Eat This Book
Manguel is fascinated by the metaphor, and on occasion the practice, of the ingestion of the word by the reader. Thus, in his chapter on "Learning to Read":
And in his chapter on "Metaphors of Reading", he picks up the idea again in a more extended passage:
In every literate society, learning to read is something of an initiation, a ritualized passage out of a state of dependency and rudimentary communication. The child learning to read is admitted into the communal memory by way of books, and thereby becomes acquainted with a common past which he or she renews, to a greater or lesser degree, in every reading. In medieval Jewish society, for instance, the ritual of learning to read was explicitly celebrated. On the Feast of Shavuot, when Moses received the Torah from the hands of God, the boy about to be initiated was wrapped in a prayer shawl and taken by his father to the teacher. The teacher sat the boy on his lap and showed him a slate on which were written the Hebrew alphabet, a passage from the Scriptures and the words "May the Torah be your occupation." The teacher read out every word and the child repeated it. Then the slate was covered with honey and the child licked it, thereby bodily assimilating the holy words. Also, biblical verses were written on peeled hard-boiled eggs and on honey cakes, which the child would eat after reading the verses out loud to the teacher.--page 71.
And in his chapter on "Metaphors of Reading", he picks up the idea again in a more extended passage:
Just as writers speak of cooking up a story, rehashing a text, having half-baked ideas for a plot, spicing up a scene or garnishing the bare bones of an argument, turning the ingredients of a potboiler into soggy prose, a slice of life peppered with allusions into which readers can sink their teeth, we, the readers, speak of savouring a book, of finding nourishment in it, of devouring a book at one sitting, or regurgitating or spewing up a text, of ruminating on a passage, of rolling a poet's words on the tongue, of feasting on poetry, or living on a diet of detective stories. In an essay on the art of studying, the sixteenth-century English scholar Francis Bacon catalogued the process: "Some books are to be tasted, others to be swallowed, and some few to be chewed and digested."--pages 170-72.
By extraordinary chance we know on what date this curious metaphor was first recorded. On July 31, 593 B.C., by the river Chebar in the land of the Chaldeans, Ezekiel the priest had a visiopn of fire in which he saw "the likeness of the glory of the Lord" ordering him to speak to the rebellious children of Israel. "Open thy mouth, and eat what I give you," the vision instructed him.
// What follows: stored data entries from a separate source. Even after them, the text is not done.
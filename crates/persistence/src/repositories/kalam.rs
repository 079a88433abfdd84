//! Kalam and time range repositories.

use chrono::NaiveTime;
use sqlx::PgPool;
use uuid::Uuid;

use crate::entities::{KalamEntity, TimeRangeEntity};
use crate::metrics::QueryTimer;

/// Repository for kalams.
#[derive(Clone)]
pub struct KalamRepository {
    pool: PgPool,
}

impl KalamRepository {
    pub fn new(pool: PgPool) -> Self {
        Self { pool }
    }

    pub async fn create(
        &self,
        name: &str,
        planet: Option<&str>,
        description: Option<&str>,
        is_auspicious: bool,
    ) -> Result<KalamEntity, sqlx::Error> {
        let timer = QueryTimer::new("create_kalam");
        let result = sqlx::query_as::<_, KalamEntity>(
            r#"
            INSERT INTO kalams (name, planet, description, is_auspicious)
            VALUES ($1, $2, $3, $4)
            RETURNING id, name, planet, description, is_auspicious, created_at
            "#,
        )
        .bind(name)
        .bind(planet)
        .bind(description)
        .bind(is_auspicious)
        .fetch_one(&self.pool)
        .await;
        timer.record();
        result
    }

    pub async fn find_by_id(&self, id: Uuid) -> Result<Option<KalamEntity>, sqlx::Error> {
        let timer = QueryTimer::new("find_kalam_by_id");
        let result = sqlx::query_as::<_, KalamEntity>(
            r#"
            SELECT id, name, planet, description, is_auspicious, created_at
            FROM kalams
            WHERE id = $1
            "#,
        )
        .bind(id)
        .fetch_optional(&self.pool)
        .await;
        timer.record();
        result
    }

    pub async fn list(&self) -> Result<Vec<KalamEntity>, sqlx::Error> {
        let timer = QueryTimer::new("list_kalams");
        let result = sqlx::query_as::<_, KalamEntity>(
            r#"
            SELECT id, name, planet, description, is_auspicious, created_at
            FROM kalams
            ORDER BY name
            "#,
        )
        .fetch_all(&self.pool)
        .await;
        timer.record();
        result
    }

    pub async fn update(
        &self,
        id: Uuid,
        name: Option<&str>,
        planet: Option<&str>,
        description: Option<&str>,
        is_auspicious: Option<bool>,
    ) -> Result<Option<KalamEntity>, sqlx::Error> {
        let timer = QueryTimer::new("update_kalam");
        let result = sqlx::query_as::<_, KalamEntity>(
            r#"
            UPDATE kalams
            SET
                name = COALESCE($2, name),
                planet = COALESCE($3, planet),
                description = COALESCE($4, description),
                is_auspicious = COALESCE($5, is_auspicious)
            WHERE id = $1
            RETURNING id, name, planet, description, is_auspicious, created_at
            "#,
        )
        .bind(id)
        .bind(name)
        .bind(planet)
        .bind(description)
        .bind(is_auspicious)
        .fetch_optional(&self.pool)
        .await;
        timer.record();
        result
    }

    pub async fn delete(&self, id: Uuid) -> Result<u64, sqlx::Error> {
        let timer = QueryTimer::new("delete_kalam");
        let result = sqlx::query("DELETE FROM kalams WHERE id = $1")
            .bind(id)
            .execute(&self.pool)
            .await;
        timer.record();
        result.map(|r| r.rows_affected())
    }

    pub async fn count(&self) -> Result<i64, sqlx::Error> {
        let timer = QueryTimer::new("count_kalams");
        let result = sqlx::query_scalar::<_, i64>("SELECT COUNT(*) FROM kalams")
            .fetch_one(&self.pool)
            .await;
        timer.record();
        result
    }
}

/// Repository for time_ranges.
#[derive(Clone)]
pub struct TimeRangeRepository {
    pool: PgPool,
}

impl TimeRangeRepository {
    pub fn new(pool: PgPool) -> Self {
        Self { pool }
    }

    pub async fn create(
        &self,
        start_time: NaiveTime,
        end_time: NaiveTime,
        description: Option<&str>,
    ) -> Result<TimeRangeEntity, sqlx::Error> {
        let timer = QueryTimer::new("create_time_range");
        let result = sqlx::query_as::<_, TimeRangeEntity>(
            r#"
            INSERT INTO time_ranges (start_time, end_time, description)
            VALUES ($1, $2, $3)
            RETURNING id, start_time, end_time, description, created_at
            "#,
        )
        .bind(start_time)
        .bind(end_time)
        .bind(description)
        .fetch_one(&self.pool)
        .await;
        timer.record();
        result
    }

    pub async fn find_by_id(&self, id: Uuid) -> Result<Option<TimeRangeEntity>, sqlx::Error> {
        let timer = QueryTimer::new("find_time_range_by_id");
        let result = sqlx::query_as::<_, TimeRangeEntity>(
            "SELECT id, start_time, end_time, description, created_at FROM time_ranges WHERE id = $1",
        )
        .bind(id)
        .fetch_optional(&self.pool)
        .await;
        timer.record();
        result
    }

    /// All ranges in clock order.
    pub async fn list(&self) -> Result<Vec<TimeRangeEntity>, sqlx::Error> {
        let timer = QueryTimer::new("list_time_ranges");
        let result = sqlx::query_as::<_, TimeRangeEntity>(
            r#"
            SELECT id, start_time, end_time, description, created_at
            FROM time_ranges
            ORDER BY start_time, end_time
            "#,
        )
        .fetch_all(&self.pool)
        .await;
        timer.record();
        result
    }

    pub async fn update(
        &self,
        id: Uuid,
        start_time: Option<NaiveTime>,
        end_time: Option<NaiveTime>,
        description: Option<&str>,
    ) -> Result<Option<TimeRangeEntity>, sqlx::Error> {
        let timer = QueryTimer::new("update_time_range");
        let result = sqlx::query_as::<_, TimeRangeEntity>(
            r#"
            UPDATE time_ranges
            SET
                start_time = COALESCE($2, start_time),
                end_time = COALESCE($3, end_time),
                description = COALESCE($4, description)
            WHERE id = $1
            RETURNING id, start_time, end_time, description, created_at
            "#,
        )
        .bind(id)
        .bind(start_time)
        .bind(end_time)
        .bind(description)
        .fetch_optional(&self.pool)
        .await;
        timer.record();
        result
    }

    pub async fn delete(&self, id: Uuid) -> Result<u64, sqlx::Error> {
        let timer = QueryTimer::new("delete_time_range");
        let result = sqlx::query("DELETE FROM time_ranges WHERE id = $1")
            .bind(id)
            .execute(&self.pool)
            .await;
        timer.record();
        result.map(|r| r.rows_affected())
    }

    pub async fn count(&self) -> Result<i64, sqlx::Error> {
        let timer = QueryTimer::new("count_time_ranges");
        let result = sqlx::query_scalar::<_, i64>("SELECT COUNT(*) FROM time_ranges")
            .fetch_one(&self.pool)
            .await;
        timer.record();
        result
    }
}
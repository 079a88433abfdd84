//! Mantra repository for database operations.

use domain::models::MantraFilters;
use sqlx::PgPool;
use uuid::Uuid;

use crate::entities::{
    MantraEntity, MantraWithRelationsEntity, PopularMantraEntity, RelatedMantraEntity,
};
use crate::metrics::QueryTimer;

const MANTRA_COLUMNS: &str = "id, title, text, category_id, deity_id, count_id, time_id, \
     kalam_id, range_id, view_count, created_at, updated_at";

const SELECT_WITH_RELATIONS: &str = r#"
    SELECT
        m.id, m.title, m.text, m.category_id, m.deity_id, m.count_id, m.time_id,
        m.kalam_id, m.range_id, m.view_count, m.created_at, m.updated_at,
        d.name AS deity_name, d.description AS deity_description,
        c.name AS category_name, c.description AS category_description,
        rc.count_value, rc.description AS count_description,
        rt.name AS time_name, rt.description AS time_description,
        k.name AS kalam_name, k.description AS kalam_description,
        k.is_auspicious AS kalam_is_auspicious,
        tr.start_time AS range_start_time, tr.end_time AS range_end_time,
        tr.description AS range_description
    FROM mantras m
    LEFT JOIN deities d ON d.id = m.deity_id
    LEFT JOIN categories c ON c.id = m.category_id
    LEFT JOIN recitation_counts rc ON rc.id = m.count_id
    LEFT JOIN recitation_times rt ON rt.id = m.time_id
    LEFT JOIN kalams k ON k.id = m.kalam_id
    LEFT JOIN time_ranges tr ON tr.id = m.range_id
"#;

/// Input for inserting a mantra.
#[derive(Debug, Clone)]
pub struct MantraInput<'a> {
    pub title: &'a str,
    pub text: &'a str,
    pub category_id: Option<Uuid>,
    pub deity_id: Option<Uuid>,
    pub count_id: Option<Uuid>,
    pub time_id: Option<Uuid>,
    pub kalam_id: Option<Uuid>,
    pub range_id: Option<Uuid>,
}

/// Partial mantra update.
///
/// For references, `None` keeps the stored value and `Some(None)` clears it.
#[derive(Debug, Clone, Default)]
pub struct MantraUpdate<'a> {
    pub title: Option<&'a str>,
    pub text: Option<&'a str>,
    pub category_id: Option<Option<Uuid>>,
    pub deity_id: Option<Option<Uuid>>,
    pub count_id: Option<Option<Uuid>>,
    pub time_id: Option<Option<Uuid>>,
    pub kalam_id: Option<Option<Uuid>>,
    pub range_id: Option<Option<Uuid>>,
}

/// Repository for mantra-related database operations.
#[derive(Clone)]
pub struct MantraRepository {
    pool: PgPool,
}

impl MantraRepository {
    /// Creates a new MantraRepository with the given connection pool.
    pub fn new(pool: PgPool) -> Self {
        Self { pool }
    }

    /// Filtered listing, optionally restricted by a full-text query.
    ///
    /// Most viewed first; newest first among equal view counts.
    pub async fn search(
        &self,
        filters: &MantraFilters,
        text: Option<&str>,
        limit: i64,
    ) -> Result<Vec<MantraWithRelationsEntity>, sqlx::Error> {
        let timer = QueryTimer::new("search_mantras");
        let result = sqlx::query_as::<_, MantraWithRelationsEntity>(&format!(
            r#"
            {SELECT_WITH_RELATIONS}
            WHERE ($1::UUID IS NULL OR m.category_id = $1)
              AND ($2::UUID IS NULL OR m.deity_id = $2)
              AND ($3::UUID IS NULL OR m.time_id = $3)
              AND ($4::UUID IS NULL OR m.kalam_id = $4)
              AND ($5::TEXT IS NULL OR m.search_vector @@ websearch_to_tsquery('english', $5))
            ORDER BY m.view_count DESC, m.created_at DESC
            LIMIT $6
            "#
        ))
        .bind(filters.category_id)
        .bind(filters.deity_id)
        .bind(filters.time_id)
        .bind(filters.kalam_id)
        .bind(text)
        .bind(limit)
        .fetch_all(&self.pool)
        .await;
        timer.record();
        result
    }

    pub async fn find_with_relations(
        &self,
        id: Uuid,
    ) -> Result<Option<MantraWithRelationsEntity>, sqlx::Error> {
        let timer = QueryTimer::new("find_mantra_with_relations");
        let result = sqlx::query_as::<_, MantraWithRelationsEntity>(&format!(
            "{SELECT_WITH_RELATIONS} WHERE m.id = $1"
        ))
        .bind(id)
        .fetch_optional(&self.pool)
        .await;
        timer.record();
        result
    }

    pub async fn find_by_id(&self, id: Uuid) -> Result<Option<MantraEntity>, sqlx::Error> {
        let timer = QueryTimer::new("find_mantra_by_id");
        let result = sqlx::query_as::<_, MantraEntity>(&format!(
            "SELECT {MANTRA_COLUMNS} FROM mantras WHERE id = $1"
        ))
        .bind(id)
        .fetch_optional(&self.pool)
        .await;
        timer.record();
        result
    }

    /// Mantras sharing the deity or the category, excluding `id` itself.
    pub async fn find_related(
        &self,
        id: Uuid,
        deity_id: Option<Uuid>,
        category_id: Option<Uuid>,
        limit: i64,
    ) -> Result<Vec<RelatedMantraEntity>, sqlx::Error> {
        if deity_id.is_none() && category_id.is_none() {
            return Ok(Vec::new());
        }

        let timer = QueryTimer::new("find_related_mantras");
        let result = sqlx::query_as::<_, RelatedMantraEntity>(
            r#"
            SELECT m.id, m.title, m.view_count, d.name AS deity_name, c.name AS category_name
            FROM mantras m
            LEFT JOIN deities d ON d.id = m.deity_id
            LEFT JOIN categories c ON c.id = m.category_id
            WHERE m.id <> $1
              AND (m.deity_id = $2 OR m.category_id = $3)
            ORDER BY m.view_count DESC, m.created_at DESC
            LIMIT $4
            "#,
        )
        .bind(id)
        .bind(deity_id)
        .bind(category_id)
        .bind(limit)
        .fetch_all(&self.pool)
        .await;
        timer.record();
        result
    }

    pub async fn trending(
        &self,
        limit: i64,
    ) -> Result<Vec<MantraWithRelationsEntity>, sqlx::Error> {
        let timer = QueryTimer::new("trending_mantras");
        let result = sqlx::query_as::<_, MantraWithRelationsEntity>(&format!(
            r#"
            {SELECT_WITH_RELATIONS}
            ORDER BY m.view_count DESC, m.created_at DESC
            LIMIT $1
            "#
        ))
        .bind(limit)
        .fetch_all(&self.pool)
        .await;
        timer.record();
        result
    }

    /// Newest first, for the admin table.
    pub async fn list_admin(
        &self,
        limit: i64,
        offset: i64,
    ) -> Result<Vec<MantraWithRelationsEntity>, sqlx::Error> {
        let timer = QueryTimer::new("list_admin_mantras");
        let result = sqlx::query_as::<_, MantraWithRelationsEntity>(&format!(
            r#"
            {SELECT_WITH_RELATIONS}
            ORDER BY m.created_at DESC, m.id
            LIMIT $1 OFFSET $2
            "#
        ))
        .bind(limit)
        .bind(offset)
        .fetch_all(&self.pool)
        .await;
        timer.record();
        result
    }

    /// Titles matching an already-escaped ILIKE pattern.
    pub async fn find_titles_by_prefix(
        &self,
        pattern: &str,
        limit: i64,
    ) -> Result<Vec<String>, sqlx::Error> {
        let timer = QueryTimer::new("find_mantra_titles_by_prefix");
        let result = sqlx::query_scalar::<_, String>(
            r#"
            SELECT title
            FROM mantras
            WHERE title ILIKE $1
            ORDER BY view_count DESC, title
            LIMIT $2
            "#,
        )
        .bind(pattern)
        .bind(limit)
        .fetch_all(&self.pool)
        .await;
        timer.record();
        result
    }

    pub async fn create(&self, input: &MantraInput<'_>) -> Result<MantraEntity, sqlx::Error> {
        let timer = QueryTimer::new("create_mantra");
        let result = sqlx::query_as::<_, MantraEntity>(&format!(
            r#"
            INSERT INTO mantras (title, text, category_id, deity_id, count_id, time_id, kalam_id, range_id)
            VALUES ($1, $2, $3, $4, $5, $6, $7, $8)
            RETURNING {MANTRA_COLUMNS}
            "#
        ))
        .bind(input.title)
        .bind(input.text)
        .bind(input.category_id)
        .bind(input.deity_id)
        .bind(input.count_id)
        .bind(input.time_id)
        .bind(input.kalam_id)
        .bind(input.range_id)
        .fetch_one(&self.pool)
        .await;
        timer.record();
        result
    }

    pub async fn update(
        &self,
        id: Uuid,
        update: &MantraUpdate<'_>,
    ) -> Result<Option<MantraEntity>, sqlx::Error> {
        let timer = QueryTimer::new("update_mantra");
        let result = sqlx::query_as::<_, MantraEntity>(&format!(
            r#"
            UPDATE mantras
            SET
                title = COALESCE($2, title),
                text = COALESCE($3, text),
                category_id = CASE WHEN $4 THEN $5 ELSE category_id END,
                deity_id = CASE WHEN $6 THEN $7 ELSE deity_id END,
                count_id = CASE WHEN $8 THEN $9 ELSE count_id END,
                time_id = CASE WHEN $10 THEN $11 ELSE time_id END,
                kalam_id = CASE WHEN $12 THEN $13 ELSE kalam_id END,
                range_id = CASE WHEN $14 THEN $15 ELSE range_id END
            WHERE id = $1
            RETURNING {MANTRA_COLUMNS}
            "#
        ))
        .bind(id)
        .bind(update.title)
        .bind(update.text)
        .bind(update.category_id.is_some())
        .bind(update.category_id.flatten())
        .bind(update.deity_id.is_some())
        .bind(update.deity_id.flatten())
        .bind(update.count_id.is_some())
        .bind(update.count_id.flatten())
        .bind(update.time_id.is_some())
        .bind(update.time_id.flatten())
        .bind(update.kalam_id.is_some())
        .bind(update.kalam_id.flatten())
        .bind(update.range_id.is_some())
        .bind(update.range_id.flatten())
        .fetch_optional(&self.pool)
        .await;
        timer.record();
        result
    }

    /// Deletes the mantra and, by cascade, its translations.
    pub async fn delete(&self, id: Uuid) -> Result<u64, sqlx::Error> {
        let timer = QueryTimer::new("delete_mantra");
        let result = sqlx::query("DELETE FROM mantras WHERE id = $1")
            .bind(id)
            .execute(&self.pool)
            .await;
        timer.record();
        result.map(|r| r.rows_affected())
    }

    /// Atomically bumps the view counter. Returns the new count, or `None`
    /// when the mantra does not exist.
    pub async fn increment_view_count(&self, id: Uuid) -> Result<Option<i64>, sqlx::Error> {
        let timer = QueryTimer::new("increment_mantra_view_count");
        let result = sqlx::query_scalar::<_, i64>(
            r#"
            UPDATE mantras
            SET view_count = view_count + 1
            WHERE id = $1
            RETURNING view_count
            "#,
        )
        .bind(id)
        .fetch_optional(&self.pool)
        .await;
        timer.record();
        result
    }

    pub async fn count(&self) -> Result<i64, sqlx::Error> {
        let timer = QueryTimer::new("count_mantras");
        let result = sqlx::query_scalar::<_, i64>("SELECT COUNT(*) FROM mantras")
            .fetch_one(&self.pool)
            .await;
        timer.record();
        result
    }

    pub async fn total_views(&self) -> Result<i64, sqlx::Error> {
        let timer = QueryTimer::new("total_mantra_views");
        let result =
            sqlx::query_scalar::<_, i64>("SELECT COALESCE(SUM(view_count), 0)::BIGINT FROM mantras")
                .fetch_one(&self.pool)
                .await;
        timer.record();
        result
    }

    pub async fn most_viewed(&self, limit: i64) -> Result<Vec<PopularMantraEntity>, sqlx::Error> {
        let timer = QueryTimer::new("most_viewed_mantras");
        let result = sqlx::query_as::<_, PopularMantraEntity>(
            r#"
            SELECT id, title, view_count
            FROM mantras
            ORDER BY view_count DESC, created_at DESC
            LIMIT $1
            "#,
        )
        .bind(limit)
        .fetch_all(&self.pool)
        .await;
        timer.record();
        result
    }
}
//! Admin dashboard statistics.

use serde::{Deserialize, Serialize};
use uuid::Uuid;

use super::deity::Deity;

/// Number of mantras listed under "popular" on the dashboard.
pub const POPULAR_MANTRAS_LIMIT: i64 = 5;

#[derive(Debug, Clone, Serialize, Deserialize, PartialEq)]
pub struct PopularMantra {
    pub id: Uuid,
    pub title: String,
    pub view_count: i64,
}

/// Totals shown on the admin landing page.
#[derive(Debug, Clone, Serialize, Deserialize, PartialEq)]
pub struct DashboardStats {
    pub total_mantras: i64,
    pub total_categories: i64,
    pub total_deities: i64,
    pub total_languages: i64,
    pub total_translations: i64,
    pub total_views: i64,
    pub popular_mantras: Vec<PopularMantra>,
}

/// Outcome of seeding the planetary deities. `grahas` lists the rows this
/// call inserted and is omitted when nothing was inserted.
#[derive(Debug, Clone, Serialize, Deserialize, PartialEq)]
pub struct SeedResponse {
    pub message: String,
    pub count: i64,
    #[serde(default, skip_serializing_if = "Vec::is_empty")]
    pub grahas: Vec<Deity>,
}

impl SeedResponse {
    pub fn seeded(grahas: Vec<Deity>) -> Self {
        Self {
            message: "Grahas seeded successfully".to_string(),
            count: grahas.len() as i64,
            grahas,
        }
    }

    pub fn already_seeded(count: i64) -> Self {
        Self {
            message: "Grahas already exist in database".to_string(),
            count,
            grahas: Vec::new(),
        }
    }
}
//! Deity repository for database operations.

use domain::models::CreateDeityRequest;
use sqlx::PgPool;
use uuid::Uuid;

use crate::entities::DeityEntity;
use crate::metrics::QueryTimer;

const DEITY_COLUMNS: &str = "id, name, description, sanskrit_name, day_of_week, color, gemstone, \
     metal, element, direction, image_url, is_active, created_at";

/// Optional field set for a partial deity update.
#[derive(Debug, Clone, Default)]
pub struct DeityUpdate<'a> {
    pub name: Option<&'a str>,
    pub description: Option<&'a str>,
    pub sanskrit_name: Option<&'a str>,
    pub day_of_week: Option<&'a str>,
    pub color: Option<&'a str>,
    pub gemstone: Option<&'a str>,
    pub metal: Option<&'a str>,
    pub element: Option<&'a str>,
    pub direction: Option<&'a str>,
    pub image_url: Option<&'a str>,
    pub is_active: Option<bool>,
}

/// Repository for deity-related database operations.
#[derive(Clone)]
pub struct DeityRepository {
    pool: PgPool,
}

impl DeityRepository {
    /// Creates a new DeityRepository with the given connection pool.
    pub fn new(pool: PgPool) -> Self {
        Self { pool }
    }

    pub async fn create(&self, request: &CreateDeityRequest) -> Result<DeityEntity, sqlx::Error> {
        let timer = QueryTimer::new("create_deity");
        let result = Self::insert(&self.pool, request).await;
        timer.record();
        result
    }

    async fn insert<'e, E>(executor: E, request: &CreateDeityRequest) -> Result<DeityEntity, sqlx::Error>
    where
        E: sqlx::PgExecutor<'e>,
    {
        sqlx::query_as::<_, DeityEntity>(&format!(
            r#"
            INSERT INTO deities (name, description, sanskrit_name, day_of_week, color, gemstone,
                                 metal, element, direction, image_url, is_active)
            VALUES ($1, $2, $3, $4, $5, $6, $7, $8, $9, $10, $11)
            RETURNING {DEITY_COLUMNS}
            "#
        ))
        .bind(&request.name)
        .bind(&request.description)
        .bind(&request.sanskrit_name)
        .bind(&request.day_of_week)
        .bind(&request.color)
        .bind(&request.gemstone)
        .bind(&request.metal)
        .bind(&request.element)
        .bind(&request.direction)
        .bind(&request.image_url)
        .bind(request.is_active)
        .fetch_one(executor)
        .await
    }

    /// Inserts all deities in one transaction; nothing is written if any
    /// insert fails.
    pub async fn insert_many(
        &self,
        requests: &[CreateDeityRequest],
    ) -> Result<Vec<DeityEntity>, sqlx::Error> {
        let timer = QueryTimer::new("insert_many_deities");
        let mut tx = self.pool.begin().await?;

        let mut created = Vec::with_capacity(requests.len());
        for request in requests {
            created.push(Self::insert(&mut *tx, request).await?);
        }

        tx.commit().await?;
        timer.record();
        Ok(created)
    }

    pub async fn find_by_id(&self, id: Uuid) -> Result<Option<DeityEntity>, sqlx::Error> {
        let timer = QueryTimer::new("find_deity_by_id");
        let result = sqlx::query_as::<_, DeityEntity>(&format!(
            "SELECT {DEITY_COLUMNS} FROM deities WHERE id = $1"
        ))
        .bind(id)
        .fetch_optional(&self.pool)
        .await;
        timer.record();
        result
    }

    /// All deities, active or not, ordered by name.
    pub async fn list(&self) -> Result<Vec<DeityEntity>, sqlx::Error> {
        let timer = QueryTimer::new("list_deities");
        let result = sqlx::query_as::<_, DeityEntity>(&format!(
            "SELECT {DEITY_COLUMNS} FROM deities ORDER BY name"
        ))
        .fetch_all(&self.pool)
        .await;
        timer.record();
        result
    }

    /// Active deities ordered by name.
    pub async fn list_active(&self) -> Result<Vec<DeityEntity>, sqlx::Error> {
        let timer = QueryTimer::new("list_active_deities");
        let result = sqlx::query_as::<_, DeityEntity>(&format!(
            "SELECT {DEITY_COLUMNS} FROM deities WHERE is_active = true ORDER BY name"
        ))
        .fetch_all(&self.pool)
        .await;
        timer.record();
        result
    }

    pub async fn update(
        &self,
        id: Uuid,
        update: &DeityUpdate<'_>,
    ) -> Result<Option<DeityEntity>, sqlx::Error> {
        let timer = QueryTimer::new("update_deity");
        let result = sqlx::query_as::<_, DeityEntity>(&format!(
            r#"
            UPDATE deities
            SET
                name = COALESCE($2, name),
                description = COALESCE($3, description),
                sanskrit_name = COALESCE($4, sanskrit_name),
                day_of_week = COALESCE($5, day_of_week),
                color = COALESCE($6, color),
                gemstone = COALESCE($7, gemstone),
                metal = COALESCE($8, metal),
                element = COALESCE($9, element),
                direction = COALESCE($10, direction),
                image_url = COALESCE($11, image_url),
                is_active = COALESCE($12, is_active)
            WHERE id = $1
            RETURNING {DEITY_COLUMNS}
            "#
        ))
        .bind(id)
        .bind(update.name)
        .bind(update.description)
        .bind(update.sanskrit_name)
        .bind(update.day_of_week)
        .bind(update.color)
        .bind(update.gemstone)
        .bind(update.metal)
        .bind(update.element)
        .bind(update.direction)
        .bind(update.image_url)
        .bind(update.is_active)
        .fetch_optional(&self.pool)
        .await;
        timer.record();
        result
    }

    pub async fn delete(&self, id: Uuid) -> Result<u64, sqlx::Error> {
        let timer = QueryTimer::new("delete_deity");
        let result = sqlx::query("DELETE FROM deities WHERE id = $1")
            .bind(id)
            .execute(&self.pool)
            .await;
        timer.record();
        result.map(|r| r.rows_affected())
    }

    pub async fn count(&self) -> Result<i64, sqlx::Error> {
        let timer = QueryTimer::new("count_deities");
        let result = sqlx::query_scalar::<_, i64>("SELECT COUNT(*) FROM deities")
            .fetch_one(&self.pool)
            .await;
        timer.record();
        result
    }

    /// Names of active deities matching an already-escaped ILIKE pattern.
    pub async fn find_names_by_prefix(
        &self,
        pattern: &str,
        limit: i64,
    ) -> Result<Vec<String>, sqlx::Error> {
        let timer = QueryTimer::new("find_deity_names_by_prefix");
        let result = sqlx::query_scalar::<_, String>(
            r#"
            SELECT name
            FROM deities
            WHERE is_active = true AND name ILIKE $1
            ORDER BY name
            LIMIT $2
            "#,
        )
        .bind(pattern)
        .bind(limit)
        .fetch_all(&self.pool)
        .await;
        timer.record();
        result
    }

    /// Counts deities whose name is one of `names`.
    pub async fn count_named(&self, names: &[&str]) -> Result<i64, sqlx::Error> {
        let timer = QueryTimer::new("count_deities_named");
        let result = sqlx::query_scalar::<_, i64>(
            "SELECT COUNT(*) FROM deities WHERE name = ANY($1)",
        )
        .bind(names)
        .fetch_one(&self.pool)
        .await;
        timer.record();
        result
    }
}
And when I looked, behold, an hand was sent unto me; and, lo, a roll of a book was therein;
And he spread it before me; and it was written within and without: and there was written therein lamentations, and mourning, and woe.
Saint John, recording his apocalyptic vision on Patmos, received the same revelation as Ezekiel. As he watched in terror, an angel came down from heaven with an open book, and a thundering voice told him not to write what he had learned, but to take the book from the angel's hand.
And I went unto the angel, and said unto him. Give me the little book. And he said unto me, Take it, and eat it up; and it shall make they belly bitter, but it shall be in thy mouth sweet as honey.
And I took the little book out of the angel's hand, and ate it up; and it was in my mouth sweet as honey; and as soon as I had eaten, it, my belly was bitter.
And he said unto me, Thou must prophesy again before many peoples, and nations, and tongues, and kings.
Eventually, as reading developed and expanded, the gastronomic metaphor because common rhetoric. In Shakespeare's time it was expected in literary parlance, and Queen Elizabeth I hersself used it to describe her devotional reading: "I walke manie times into the pleasant fieldes of the Holye Scriptures, where I pluck up the goodlie greene herbes of sentences, eate them by reading, chewe them up musing, and laie them up at length on the seate of memorie . . . so I may the lesse perceive the bitterness of this miserable life." By 1695 the metaphor had become so ingrained in the language that William Congreve was able to parody it in the opening scene of Love for Love, having the pedantic Valentine say to his valet, "Read, read, sirrah! and refine your appetite; read, and take your nourishment in at your eyes; shut up your mouth, and chew the cud of understanding." "You'll grow devilish fat upon this paper diet," is the valet's comment.